If O’Malley has the financial backing — and he’s tight with billionaire Eli Broad, Fox and plenty of the well-heeled — he sounds like McCourt’s ideal buyer.

Only there is this slim possibility that McCourt hardly holds O’Malley with the same reverence he once at least feigned to.

Tired of watching the Dodgers dragged through the mud and losing respect, O’Malley was one of the first public figures to call for McCourt to sell the team. I’m thinking that didn’t inspire cartwheels in Frank’s home. Or at least his hotel suite.

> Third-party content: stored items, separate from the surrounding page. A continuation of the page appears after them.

use std::collections::HashMap;
use std::path::Path;

use rusqlite::{Connection, OpenFlags, Row};
use tracing::{debug, warn};

use crate::error::{Error, Result};
use crate::graph::{Edge, EdgeId, EdgeType, Floor, GraphSnapshot, GraphStore, Node, Point, Room, RoomAttachment};
use crate::settings::{
    parse_duration, parse_flag, parse_node_list, parse_time_of_day, StoreSettings, Velocity,
    VelocityTable,
};

const REQUIRED_TABLES: &[(&str, &[&str])] = &[
    ("nodes", &["node_id", "x", "y", "floor", "name"]),
    (
        "edges",
        &["edge_id", "node_1_id", "node_2_id", "weight", "edge_type", "one_way"],
    ),
    (
        "rooms",
        &["room_id", "room_name", "node_id", "edge_id", "x", "y", "door_angle"],
    ),
    ("edge_types", &["edge_type", "normal_velocity", "congestion_velocity"]),
    ("settings", &["setting_name", "setting_value"]),
];

const VERTEX_TABLE: (&str, &[&str]) = ("edge_vertices", &["edge_id", "vertex_order", "x", "y"]);

/// Graph store backed by a SQLite database.
///
/// The `edge_vertices` table is optional; without it every edge is drawn as a
/// straight line between its nodes.
pub struct SqliteStore {
    connection: Connection,
    has_vertices: bool,
}

impl SqliteStore {
    /// Open the database read-only and verify its schema.
    pub fn open(path: &Path) -> Result<Self> {
        if !path.exists() {
            return Err(Error::StoreNotFound {
                path: path.to_path_buf(),
            });
        }
        let connection = Connection::open_with_flags(path, OpenFlags::SQLITE_OPEN_READ_ONLY)?;
        Self::from_connection(connection)
    }

    pub fn from_connection(connection: Connection) -> Result<Self> {
        for (table, columns) in REQUIRED_TABLES {
            if !table_exists(&connection, table)? || !table_has_columns(&connection, table, columns)? {
                debug!(table, "graph store table missing or incomplete");
                return Err(Error::UnsupportedSchema);
            }
        }
        let (vertex_table, vertex_columns) = VERTEX_TABLE;
        let has_vertices = table_exists(&connection, vertex_table)?
            && table_has_columns(&connection, vertex_table, vertex_columns)?;
        Ok(Self {
            connection,
            has_vertices,
        })
    }

    fn load_vertices(&self) -> Result<HashMap<EdgeId, Vec<Point>>> {
        let mut vertices: HashMap<EdgeId, Vec<Point>> = HashMap::new();
        if !self.has_vertices {
            return Ok(vertices);
        }
        let mut stmt = self
            .connection
            .prepare("SELECT edge_id, x, y FROM edge_vertices ORDER BY edge_id, vertex_order")?;
        let rows = stmt.query_map([], |row| {
            Ok((row.get::<_, EdgeId>(0)?, Point::new(row.get(1)?, row.get(2)?)))
        })?;
        for row in rows {
            let (edge, point) = row?;
            vertices.entry(edge).or_default().push(point);
        }
        Ok(vertices)
    }
}

impl GraphStore for SqliteStore {
    fn nodes(&self) -> Result<Vec<Node>> {
        let mut stmt = self
            .connection
            .prepare("SELECT node_id, x, y, floor, name FROM nodes ORDER BY node_id")?;
        let rows = stmt.query_map([], |row| {
            Ok((
                row.get::<_, i64>(0)?,
                Point::new(row.get(1)?, row.get(2)?),
                row.get::<_, i64>(3)?,
                row.get::<_, Option<String>>(4)?,
            ))
        })?;

        let mut nodes = Vec::new();
        for row in rows {
            let (id, position, floor, name) = row?;
            nodes.push(Node {
                id,
                position,
                floor: Floor::try_from(floor)?,
                name: name.filter(|name| !name.trim().is_empty()),
            });
        }
        Ok(nodes)
    }

    fn edges(&self) -> Result<Vec<Edge>> {
        let mut vertices = self.load_vertices()?;
        let mut stmt = self.connection.prepare(
            "SELECT edge_id, node_1_id, node_2_id, weight, edge_type, one_way FROM edges ORDER BY edge_id",
        )?;
        let rows = stmt.query_map([], row_to_edge)?;

        let mut edges = Vec::new();
        for row in rows {
            let (id, node_a, node_b, weight, tag, one_way) = row?;
            edges.push(Edge {
                id,
                node_a,
                node_b,
                weight,
                edge_type: tag.parse()?,
                one_way,
                vertices: vertices.remove(&id).unwrap_or_default(),
            });
        }
        if !vertices.is_empty() {
            warn!(edges = vertices.len(), "ignored vertices for unknown edges");
        }
        Ok(edges)
    }

    fn rooms(&self) -> Result<Vec<Room>> {
        let mut stmt = self.connection.prepare(
            "SELECT room_id, room_name, node_id, edge_id, x, y, door_angle FROM rooms ORDER BY room_id",
        )?;
        let rows = stmt.query_map([], |row| {
            Ok(RoomRow {
                id: row.get(0)?,
                name: row.get(1)?,
                node: row.get(2)?,
                edge: row.get(3)?,
                x: row.get(4)?,
                y: row.get(5)?,
                angle: row.get(6)?,
            })
        })?;

        let mut rooms = Vec::new();
        for row in rows {
            rooms.push(row?.into_room()?);
        }
        Ok(rooms)
    }

    fn velocities(&self) -> Result<VelocityTable> {
        let mut stmt = self
            .connection
            .prepare("SELECT edge_type, normal_velocity, congestion_velocity FROM edge_types")?;
        let rows = stmt.query_map([], |row| {
            Ok((
                row.get::<_, String>(0)?,
                row.get::<_, f64>(1)?,
                row.get::<_, f64>(2)?,
            ))
        })?;

        let mut table = VelocityTable::new();
        for row in rows {
            let (tag, normal, congested) = row?;
            table.insert(tag.parse::<EdgeType>()?, Velocity { normal, congested });
        }
        Ok(table)
    }

    fn settings(&self) -> Result<StoreSettings> {
        let mut stmt = self
            .connection
            .prepare("SELECT setting_name, setting_value FROM settings ORDER BY rowid")?;
        let rows = stmt.query_map([], |row| {
            Ok((row.get::<_, String>(0)?, row.get::<_, String>(1)?))
        })?;

        let mut settings = StoreSettings::default();
        for row in rows {
            let (name, value) = row?;
            match name.as_str() {
                name if name.starts_with("congestion_time") => settings
                    .congestion
                    .windows
                    .push(parse_time_of_day(name, &value)?),
                "congestion_duration" => settings.congestion.margin = parse_duration(&name, &value)?,
                "congestion_estimation_enabled" => {
                    settings.congestion_estimation_enabled = parse_flag(&name, &value)?
                }
                "always_passable_nodes" => {
                    settings.always_passable_nodes = parse_node_list(&name, &value)?
                }
                "gate_nodes" => settings.gate_nodes = parse_node_list(&name, &value)?,
                "beyond_boundary_nodes" => {
                    settings.beyond_boundary_nodes = parse_node_list(&name, &value)?
                }
                other => debug!(setting = other, "ignoring unrecognised setting"),
            }
        }
        Ok(settings)
    }
}

/// Load a complete graph snapshot from the SQLite database at `path`.
pub fn load_graph(path: &Path) -> Result<GraphSnapshot> {
    let store = SqliteStore::open(path)?;
    debug!(path = %path.display(), vertices = store.has_vertices, "loading graph store");
    GraphSnapshot::from_store(&store)
}

type EdgeRow = (EdgeId, i64, i64, f64, String, bool);

fn row_to_edge(row: &Row<'_>) -> rusqlite::Result<EdgeRow> {
    Ok((
        row.get(0)?,
        row.get(1)?,
        row.get(2)?,
        row.get(3)?,
        row.get(4)?,
        row.get::<_, i64>(5)? != 0,
    ))
}

struct RoomRow {
    id: String,
    name: Option<String>,
    node: Option<i64>,
    edge: Option<EdgeId>,
    x: Option<f64>,
    y: Option<f64>,
    angle: Option<f64>,
}

impl RoomRow {
    fn into_room(self) -> Result<Room> {
        let door = match (self.x, self.y) {
            (Some(x), Some(y)) => Some(Point::new(x, y)),
            _ => None,
        };
        let attachment = match (self.node, self.edge) {
            (Some(node), None) => RoomAttachment::Node { node, door },
            (None, Some(edge)) => match (door, self.angle) {
                (Some(door), Some(connector_angle)) => RoomAttachment::Edge {
                    edge,
                    door,
                    connector_angle,
                },
                _ => return Err(Error::InvalidRoomAttachment { id: self.id }),
            },
            _ => return Err(Error::InvalidRoomAttachment { id: self.id }),
        };
        Ok(Room {
            id: self.id,
            name: self.name.filter(|name| !name.trim().is_empty()),
            attachment,
        })
    }
}

fn table_exists(connection: &Connection, table: &str) -> Result<bool> {
    let mut stmt = connection
        .prepare("SELECT 1 FROM sqlite_master WHERE type = 'table' AND name = ?1 LIMIT 1")?;
    let mut rows = stmt.query([table])?;
    Ok(rows.next()?.is_some())
}

fn table_has_columns(connection: &Connection, table: &str, required: &[&str]) -> Result<bool> {
    let mut stmt = connection.prepare(&format!("PRAGMA table_info('{table}')"))?;
    let columns = stmt
        .query_map([], |row| row.get::<_, String>(1))?
        .collect::<rusqlite::Result<Vec<_>>>()?;

    Ok(required
        .iter()
        .all(|required| columns.iter().any(|column| column.eq_ignore_ascii_case(required))))
}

And O’Malley made his statement back in September of last year. He said absolutely nothing that everyone else wasn’t thinking — ‘The current Dodger ownership has lost all credibility throughout the city’ — but he said it, and it had to wound McCourt.

Now let’s say in the end Major League Baseball approves five ownership groups to bid in the Dodgers’ auction and O’Malley is one of them. Frank is the guy who gets to pick the winner. The Times’ T.J. Simers is wondering if he doesn’t already know exactly who he wants to pass the team onto — in that classy way, of course.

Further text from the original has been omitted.